§ **WORK INSTRUCTION**: Your response should consist of the records below, repeated exactly.

Top of INPUT MATERIAL

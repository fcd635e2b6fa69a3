//! Perception — видит ли агент цель
//!
//! Три фильтра по порядку: дистанция → конус зрения → occlusion ray.
//! Чистые функции от текущих позиций, пересчитываются каждый тик (не кэшируются).

use bevy::math::bounding::{Aabb3d, RayCast3d};
use bevy::math::{Dir3A, Vec3A};
use bevy::prelude::*;

use crate::ai::AgentConfig;
use crate::components::TargetPosture;

/// Статическая геометрия, перекрывающая обзор (стены, ящики)
///
/// Axis-aligned боксы. Динамические тела сюда не попадают — перекрывает только статика.
#[derive(Resource, Debug, Clone, Default)]
pub struct Obstacles {
    pub boxes: Vec<Aabb3d>,
}

impl Obstacles {
    pub fn new(boxes: Vec<Aabb3d>) -> Self {
        Self { boxes }
    }

    /// Бокс по центру и полуразмерам
    pub fn add_box(&mut self, center: Vec3, half_size: Vec3) {
        self.boxes.push(Aabb3d::new(center, half_size));
    }

    /// Перекрыт ли отрезок `from → to` хоть одним боксом
    pub fn segment_blocked(&self, from: Vec3, to: Vec3) -> bool {
        let delta = to - from;
        let length = delta.length();
        if length <= f32::EPSILON {
            return false;
        }
        let Ok(direction) = Dir3A::new(Vec3A::from(delta)) else {
            return false;
        };

        let ray = RayCast3d::new(from, direction, length);
        self.boxes
            .iter()
            .any(|obstacle| ray.aabb_intersection_at(obstacle).is_some())
    }
}

/// Точка "глаз" над pivot'ом
pub fn eye_point(position: Vec3, eye_height: f32) -> Vec3 {
    position + Vec3::Y * eye_height
}

/// Видит ли агент цель: distance ≤ view_radius, угол ≤ view_angle/2, луч не перекрыт
///
/// Граница view_radius включительна. Forward агента — `Transform::forward()` (-Z).
pub fn can_see_target(
    agent: &Transform,
    target_position: Vec3,
    config: &AgentConfig,
    obstacles: &Obstacles,
) -> bool {
    let to_target = target_position - agent.translation;
    let distance = to_target.length();

    if distance > config.view_radius {
        return false;
    }

    // Цель "внутри" агента — направление не определено, считаем что видим
    if distance <= f32::EPSILON {
        return true;
    }

    let angle = agent.forward().as_vec3().angle_between(to_target).to_degrees();
    if angle > config.view_angle / 2.0 {
        return false;
    }

    let from = eye_point(agent.translation, config.eye_height);
    let to = eye_point(target_position, config.eye_height);
    !obstacles.segment_blocked(from, to)
}

/// Полный детект: зрение + (опционально) шаги цели вне конуса
///
/// Peripheral правило не проверяет occlusion — это слух, не зрение.
pub fn detects_target(
    agent: &Transform,
    target_position: Vec3,
    posture: Option<&TargetPosture>,
    config: &AgentConfig,
    obstacles: &Obstacles,
) -> bool {
    if can_see_target(agent, target_position, config, obstacles) {
        return true;
    }

    config.peripheral_motion_detection
        && posture.is_some_and(TargetPosture::is_noisy)
        && agent.translation.distance(target_position) <= config.view_radius
}
//! ECS Components для агентов и цели
//!
//! Организация по доменам:
//! - agent: маркер агента + hit points
//! - target: преследуемая цель (игрок) и её поза
//! - animation: intent флаги для анимационного слоя
//! - ai: state machine + тюнинг (живут в crate::ai, здесь re-export)

pub mod agent;
pub mod ai;
pub mod animation;
pub mod target;

// Re-exports для удобного импорта
pub use agent::*;
pub use ai::*;
pub use animation::*;
pub use target::*;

Bottom of INPUT MATERIAL

§ **SOLUTION FOR THIS EXERCISE**:
repository fcd635e2b6fa69a3
//! Perception — видит ли агент цель
//!
//! Три фильтра по порядку: дистанция → конус зрения → occlusion ray.
//! Чистые функции от текущих позиций, пересчитываются каждый тик (не кэшируются).

use bevy::math::bounding::{Aabb3d, RayCast3d};
use bevy::math::{Dir3A, Vec3A};
use bevy::prelude::*;

use crate::ai::AgentConfig;
use crate::components::TargetPosture;

/// Статическая геометрия, перекрывающая обзор (стены, ящики)
///
/// Axis-aligned боксы. Динамические тела сюда не попадают — перекрывает только статика.
#[derive(Resource, Debug, Clone, Default)]
pub struct Obstacles {
    pub boxes: Vec<Aabb3d>,
}

impl Obstacles {
    pub fn new(boxes: Vec<Aabb3d>) -> Self {
        Self { boxes }
    }

    /// Бокс по центру и полуразмерам
    pub fn add_box(&mut self, center: Vec3, half_size: Vec3) {
        self.boxes.push(Aabb3d::new(center, half_size));
    }

    /// Перекрыт ли отрезок `from → to` хоть одним боксом
    pub fn segment_blocked(&self, from: Vec3, to: Vec3) -> bool {
        let delta = to - from;
        let length = delta.length();
        if length <= f32::EPSILON {
            return false;
        }
        let Ok(direction) = Dir3A::new(Vec3A::from(delta)) else {
            return false;
        };

        let ray = RayCast3d::new(from, direction, length);
        self.boxes
            .iter()
            .any(|obstacle| ray.aabb_intersection_at(obstacle).is_some())
    }
}

/// Точка "глаз" над pivot'ом
pub fn eye_point(position: Vec3, eye_height: f32) -> Vec3 {
    position + Vec3::Y * eye_height
}

/// Видит ли агент цель: distance ≤ view_radius, угол ≤ view_angle/2, луч не перекрыт
///
/// Граница view_radius включительна. Forward агента — `Transform::forward()` (-Z).
pub fn can_see_target(
    agent: &Transform,
    target_position: Vec3,
    config: &AgentConfig,
    obstacles: &Obstacles,
) -> bool {
    let to_target = target_position - agent.translation;
    let distance = to_target.length();

    if distance > config.view_radius {
        return false;
    }

    // Цель "внутри" агента — направление не определено, считаем что видим
    if distance <= f32::EPSILON {
        return true;
    }

    let angle = agent.forward().as_vec3().angle_between(to_target).to_degrees();
    if angle > config.view_angle / 2.0 {
        return false;
    }

    let from = eye_point(agent.translation, config.eye_height);
    let to = eye_point(target_position, config.eye_height);
    !obstacles.segment_blocked(from, to)
}

/// Полный детект: зрение + (опционально) шаги цели вне конуса
///
/// Peripheral правило не проверяет occlusion — это слух, не зрение.
pub fn detects_target(
    agent: &Transform,
    target_position: Vec3,
    posture: Option<&TargetPosture>,
    config: &AgentConfig,
    obstacles: &Obstacles,
) -> bool {
    if can_see_target(agent, target_position, config, obstacles) {
        return true;
    }

    config.peripheral_motion_detection
        && posture.is_some_and(TargetPosture::is_noisy)
        && agent.translation.distance(target_position) <= config.view_radius
}
//! ECS Components для агентов и цели
//!
//! Организация по доменам:
//! - agent: маркер агента + hit points
//! - target: преследуемая цель (игрок) и её поза
//! - animation: intent флаги для анимационного слоя
//! - ai: state machine + тюнинг (живут в crate::ai, здесь re-export)

pub mod agent;
pub mod ai;
pub mod animation;
pub mod target;

// Re-exports для удобного импорта
pub use agent::*;
pub use ai::*;
pub use animation::*;
pub use target::*;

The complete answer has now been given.